Defendant was charged by accusation with the offense of abandonment of his legitimate minor child. He was convicted and sentenced to serve a term of 12 months probated provided he pay $40 per week for the first 12 months and then $25 per week thereafter and pay a $100 fine. Thereupon, defendant filed a motion for new trial which was thereafter denied. Defendant appeals. Held:
1. While the criminal accusation charged the defendant with abandoning a minor legitimate child the evidence was conflicting as to whether or not the minor child was illegitimate or legitimate, or the child of the defendant. The evidence clearly disclosed defendant was formerly married to the child's mother. She testified that a divorce had been granted but they continued to live together as man and wife, all of which was sufficient to show a common law marriage following the divorce, albeit he testified to the contrary.

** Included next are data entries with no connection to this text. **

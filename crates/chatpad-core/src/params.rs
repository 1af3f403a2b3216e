use serde::{Deserialize, Serialize};

pub const TEMPERATURE_RANGE: (f32, f32) = (0.0, 2.0);
pub const MAX_TOKENS_RANGE: (u32, u32) = (100, 4096);
pub const CONTEXT_LENGTH_RANGE: (usize, usize) = (1, 10);

/// Sampling and history-window controls for one request.
///
/// The core takes these as given. Range checks belong to whoever collects them
/// from the user, which is what [`RequestParameters::clamped`] is for.
#[derive(Debug, Clone, Copy, PartialEq, Serialize, Deserialize)]
pub struct RequestParameters {
    pub temperature: f32,
    pub max_tokens: u32,
    /// Number of prior user/assistant pairs sent with each request.
    pub context_length: usize,
}

impl Default for RequestParameters {
    fn default() -> Self {
        Self {
            temperature: 0.7,
            max_tokens: 1000,
            context_length: 2,
        }
    }
}

impl RequestParameters {
    pub fn clamped(self) -> Self {
        Self {
            temperature: self.temperature.clamp(TEMPERATURE_RANGE.0, TEMPERATURE_RANGE.1),
            max_tokens: self.max_tokens.clamp(MAX_TOKENS_RANGE.0, MAX_TOKENS_RANGE.1),
            context_length: self
                .context_length
                .clamp(CONTEXT_LENGTH_RANGE.0, CONTEXT_LENGTH_RANGE.1),
        }
    }

    /// Step temperature by tenths, rounding away float drift.
    pub fn step_temperature(&mut self, up: bool) {
        let delta = if up { 0.1 } else { -0.1 };
        let next = ((self.temperature + delta) * 10.0).round() / 10.0;
        self.temperature = next.clamp(TEMPERATURE_RANGE.0, TEMPERATURE_RANGE.1);
    }

    pub fn step_max_tokens(&mut self, delta: i64) {
        let next = (self.max_tokens as i64 + delta)
            .clamp(MAX_TOKENS_RANGE.0 as i64, MAX_TOKENS_RANGE.1 as i64);
        self.max_tokens = next as u32;
    }

    pub fn step_context_length(&mut self, up: bool) {
        let next = if up {
            self.context_length.saturating_add(1)
        } else {
            self.context_length.saturating_sub(1)
        };
        self.context_length = next.clamp(CONTEXT_LENGTH_RANGE.0, CONTEXT_LENGTH_RANGE.1);
    }
}

#[cfg(test)]
mod tests {
    use super::*;

    #[test]
    fn test_defaults() {
        let params = RequestParameters::default();
        assert_eq!(params.temperature, 0.7);
        assert_eq!(params.max_tokens, 1000);
        assert_eq!(params.context_length, 2);
    }

    #[test]
    fn test_clamped() {
        let params = RequestParameters {
            temperature: 3.5,
            max_tokens: 10,
            context_length: 0,
        }
        .clamped();
        assert_eq!(params.temperature, 2.0);
        assert_eq!(params.max_tokens, 100);
        assert_eq!(params.context_length, 1);
    }

    #[test]
    fn test_steps_stop_at_bounds() {
        let mut params = RequestParameters::default();
        for _ in 0..30 {
            params.step_temperature(true);
            params.step_context_length(true);
            params.step_max_tokens(500);
        }
        assert_eq!(params.temperature, 2.0);
        assert_eq!(params.context_length, 10);
        assert_eq!(params.max_tokens, 4096);

        params.step_temperature(false);
        assert_eq!(params.temperature, 1.9);
    }
}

It was not essential to show a public or private de facto ceremony between the parties in order to show the child was legitimate or illegitimate. See in this connection Drawdy v. Hesters, 130 Ga. 161 (4-6) (60 SE 451); Alberson v. Alberson, 237 Ga. 622 (229 SE2d 409); Satterfield v. Satterfield, 236 Ga. 155 (1) (223 SE2d 136); Brown v. Brown, 234 Ga. 300 (215 SE2d 671). The evidence here was sufficient to support the verdict of guilty and same should not be reversed as being contrary to law, contrary to the evidence and without evidence to support same.
2. The accusation charged the defendant with abandonment of his legitimate child. The trial court thereafter did not err in charging the jury the substance of Code 74-105 that until majority it is the duty of the father to provide for the maintenance, protection and education of his child. Nor did the court err in charging the substance of Code Ann. 74-9902 (Ga. L. 1941, pp. 481, 483; 1946, pp. 63, 64; 1952, pp. 173, 174; 1956, p. 800; 1960, pp. 952, 953; 1965, p. 197; 1967, pp. 453, 454; 1973, pp. 697, 698; 1976, p. 1015) as to the wilful and voluntary abandonment of a child. We do not find that the court prejudiced the case against the defendant by so charging the law.
3. Defendant next contends that the trial court erred in failing to charge the jury that it was incumbent upon the state to prove beyond a reasonable doubt that defendant was in fact the father of said child in that he contended that this child was an illegitimate child and not his child. However, no written request to charge was made by the defendant, and the court properly charged the law as to the presumption of innocence in his favor; that the jury was to determine beyond a reasonable doubt the guilt of the accused and that it was the duty of the state to prove each and every one of the material allegations of the accusation, "and the guilt of the defendant sufficiently to convince your minds beyond a reasonable doubt as to the guilt of the accused." There is no merit in this complaint. The defendant testified positively that the child was not his. After the defendant had presented his evidence and announced "Defense Rests," the state obtained permission of the trial court to allow the jury to see the child in the presence of the defendant and the prosecuting witness and determine for themselves if there was or was not a resemblance or for whatever the evidence was worth. A minor child may be exhibited to the jury in abandonment cases. Sims v. State, 16 Ga. App. 211 (2) (84 SE 976); Posey v. State, 46 Ga. App. 290 (3), 293 (167 SE 340); Hunt v. State, 101 Ga. App. 126 (1) (112 SE2d 817); Nesbit v. State, 112 Ga. App. 464, 465 (2) (145 SE2d 662).
Loeb C. Ketzky, Solicitor, H. J. Thomas, for appellee.
Richter, Willis & Keeble, Jerry Willis, for appellant.